Assignment: Where the records appear below, transcribe them exactly, leaving none out.
[[ Dataset entries, beginning ]]
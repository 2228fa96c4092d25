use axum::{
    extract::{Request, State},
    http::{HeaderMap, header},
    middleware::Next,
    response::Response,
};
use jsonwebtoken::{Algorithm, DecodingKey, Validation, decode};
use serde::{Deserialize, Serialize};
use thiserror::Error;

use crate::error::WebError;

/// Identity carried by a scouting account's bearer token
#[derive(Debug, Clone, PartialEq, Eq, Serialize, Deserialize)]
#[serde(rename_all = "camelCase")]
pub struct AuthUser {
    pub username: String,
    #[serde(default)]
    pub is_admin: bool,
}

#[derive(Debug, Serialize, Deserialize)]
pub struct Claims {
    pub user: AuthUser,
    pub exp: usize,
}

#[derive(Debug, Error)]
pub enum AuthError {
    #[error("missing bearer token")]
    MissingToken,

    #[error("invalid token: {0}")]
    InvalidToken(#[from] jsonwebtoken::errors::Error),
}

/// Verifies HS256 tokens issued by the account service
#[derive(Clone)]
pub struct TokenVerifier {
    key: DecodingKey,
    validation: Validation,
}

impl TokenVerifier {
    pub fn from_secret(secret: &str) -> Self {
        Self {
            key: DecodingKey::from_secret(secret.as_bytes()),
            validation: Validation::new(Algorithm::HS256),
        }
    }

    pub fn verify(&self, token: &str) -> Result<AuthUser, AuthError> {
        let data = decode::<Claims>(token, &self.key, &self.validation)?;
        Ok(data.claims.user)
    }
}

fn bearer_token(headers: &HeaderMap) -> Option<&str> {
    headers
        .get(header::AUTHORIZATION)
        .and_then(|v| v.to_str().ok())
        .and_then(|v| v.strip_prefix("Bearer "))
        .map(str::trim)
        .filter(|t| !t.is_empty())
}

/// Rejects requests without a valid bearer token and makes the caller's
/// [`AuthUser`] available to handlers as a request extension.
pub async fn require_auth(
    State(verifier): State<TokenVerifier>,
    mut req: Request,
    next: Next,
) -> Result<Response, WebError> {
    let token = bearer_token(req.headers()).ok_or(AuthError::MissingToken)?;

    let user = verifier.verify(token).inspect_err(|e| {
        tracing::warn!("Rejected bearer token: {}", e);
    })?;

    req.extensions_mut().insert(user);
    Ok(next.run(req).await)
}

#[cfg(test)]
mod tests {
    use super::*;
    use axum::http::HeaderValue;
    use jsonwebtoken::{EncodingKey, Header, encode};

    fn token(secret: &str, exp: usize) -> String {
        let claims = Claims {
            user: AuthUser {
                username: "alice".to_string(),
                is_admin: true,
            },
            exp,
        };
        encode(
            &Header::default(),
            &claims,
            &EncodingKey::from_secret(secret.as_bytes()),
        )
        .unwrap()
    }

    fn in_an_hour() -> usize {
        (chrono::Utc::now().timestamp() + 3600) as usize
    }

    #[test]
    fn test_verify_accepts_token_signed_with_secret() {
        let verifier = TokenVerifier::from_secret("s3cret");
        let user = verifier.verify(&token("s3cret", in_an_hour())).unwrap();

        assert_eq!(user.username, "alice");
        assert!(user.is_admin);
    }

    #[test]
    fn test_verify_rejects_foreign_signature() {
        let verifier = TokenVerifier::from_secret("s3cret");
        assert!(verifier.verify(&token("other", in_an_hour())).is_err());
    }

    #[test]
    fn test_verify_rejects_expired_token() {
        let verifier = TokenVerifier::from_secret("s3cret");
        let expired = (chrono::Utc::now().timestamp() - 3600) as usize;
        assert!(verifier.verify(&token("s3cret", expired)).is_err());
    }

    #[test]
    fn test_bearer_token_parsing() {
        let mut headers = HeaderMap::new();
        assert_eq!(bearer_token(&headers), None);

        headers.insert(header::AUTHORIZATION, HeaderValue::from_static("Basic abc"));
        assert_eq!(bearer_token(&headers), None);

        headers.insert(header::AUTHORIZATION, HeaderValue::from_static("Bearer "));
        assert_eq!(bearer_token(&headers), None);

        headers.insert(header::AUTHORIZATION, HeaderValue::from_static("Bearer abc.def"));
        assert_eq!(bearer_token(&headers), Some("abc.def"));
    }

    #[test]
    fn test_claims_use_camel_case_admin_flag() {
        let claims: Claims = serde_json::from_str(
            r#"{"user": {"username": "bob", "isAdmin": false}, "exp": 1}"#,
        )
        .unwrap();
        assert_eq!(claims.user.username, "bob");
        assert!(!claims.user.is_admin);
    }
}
[[ Dataset entries, end ]]
Answer to the problem:
repository 2228fa96c4092d25
use axum::{
    extract::{Request, State},
    http::{HeaderMap, header},
    middleware::Next,
    response::Response,
};
use jsonwebtoken::{Algorithm, DecodingKey, Validation, decode};
use serde::{Deserialize, Serialize};
use thiserror::Error;

use crate::error::WebError;

/// Identity carried by a scouting account's bearer token
#[derive(Debug, Clone, PartialEq, Eq, Serialize, Deserialize)]
#[serde(rename_all = "camelCase")]
pub struct AuthUser {
    pub username: String,
    #[serde(default)]
    pub is_admin: bool,
}

#[derive(Debug, Serialize, Deserialize)]
pub struct Claims {
    pub user: AuthUser,
    pub exp: usize,
}

#[derive(Debug, Error)]
pub enum AuthError {
    #[error("missing bearer token")]
    MissingToken,

    #[error("invalid token: {0}")]
    InvalidToken(#[from] jsonwebtoken::errors::Error),
}

/// Verifies HS256 tokens issued by the account service
#[derive(Clone)]
pub struct TokenVerifier {
    key: DecodingKey,
    validation: Validation,
}

impl TokenVerifier {
    pub fn from_secret(secret: &str) -> Self {
        Self {
            key: DecodingKey::from_secret(secret.as_bytes()),
            validation: Validation::new(Algorithm::HS256),
        }
    }

    pub fn verify(&self, token: &str) -> Result<AuthUser, AuthError> {
        let data = decode::<Claims>(token, &self.key, &self.validation)?;
        Ok(data.claims.user)
    }
}

fn bearer_token(headers: &HeaderMap) -> Option<&str> {
    headers
        .get(header::AUTHORIZATION)
        .and_then(|v| v.to_str().ok())
        .and_then(|v| v.strip_prefix("Bearer "))
        .map(str::trim)
        .filter(|t| !t.is_empty())
}

/// Rejects requests without a valid bearer token and makes the caller's
/// [`AuthUser`] available to handlers as a request extension.
pub async fn require_auth(
    State(verifier): State<TokenVerifier>,
    mut req: Request,
    next: Next,
) -> Result<Response, WebError> {
    let token = bearer_token(req.headers()).ok_or(AuthError::MissingToken)?;

    let user = verifier.verify(token).inspect_err(|e| {
        tracing::warn!("Rejected bearer token: {}", e);
    })?;

    req.extensions_mut().insert(user);
    Ok(next.run(req).await)
}

#[cfg(test)]
mod tests {
    use super::*;
    use axum::http::HeaderValue;
    use jsonwebtoken::{EncodingKey, Header, encode};

    fn token(secret: &str, exp: usize) -> String {
        let claims = Claims {
            user: AuthUser {
                username: "alice".to_string(),
                is_admin: true,
            },
            exp,
        };
        encode(
            &Header::default(),
            &claims,
            &EncodingKey::from_secret(secret.as_bytes()),
        )
        .unwrap()
    }

    fn in_an_hour() -> usize {
        (chrono::Utc::now().timestamp() + 3600) as usize
    }

    #[test]
    fn test_verify_accepts_token_signed_with_secret() {
        let verifier = TokenVerifier::from_secret("s3cret");
        let user = verifier.verify(&token("s3cret", in_an_hour())).unwrap();

        assert_eq!(user.username, "alice");
        assert!(user.is_admin);
    }

    #[test]
    fn test_verify_rejects_foreign_signature() {
        let verifier = TokenVerifier::from_secret("s3cret");
        assert!(verifier.verify(&token("other", in_an_hour())).is_err());
    }

    #[test]
    fn test_verify_rejects_expired_token() {
        let verifier = TokenVerifier::from_secret("s3cret");
        let expired = (chrono::Utc::now().timestamp() - 3600) as usize;
        assert!(verifier.verify(&token("s3cret", expired)).is_err());
    }

    #[test]
    fn test_bearer_token_parsing() {
        let mut headers = HeaderMap::new();
        assert_eq!(bearer_token(&headers), None);

        headers.insert(header::AUTHORIZATION, HeaderValue::from_static("Basic abc"));
        assert_eq!(bearer_token(&headers), None);

        headers.insert(header::AUTHORIZATION, HeaderValue::from_static("Bearer "));
        assert_eq!(bearer_token(&headers), None);

        headers.insert(header::AUTHORIZATION, HeaderValue::from_static("Bearer abc.def"));
        assert_eq!(bearer_token(&headers), Some("abc.def"));
    }

    #[test]
    fn test_claims_use_camel_case_admin_flag() {
        let claims: Claims = serde_json::from_str(
            r#"{"user": {"username": "bob", "isAdmin": false}, "exp": 1}"#,
        )
        .unwrap();
        assert_eq!(claims.user.username, "bob");
        assert!(!claims.user.is_admin);
    }
}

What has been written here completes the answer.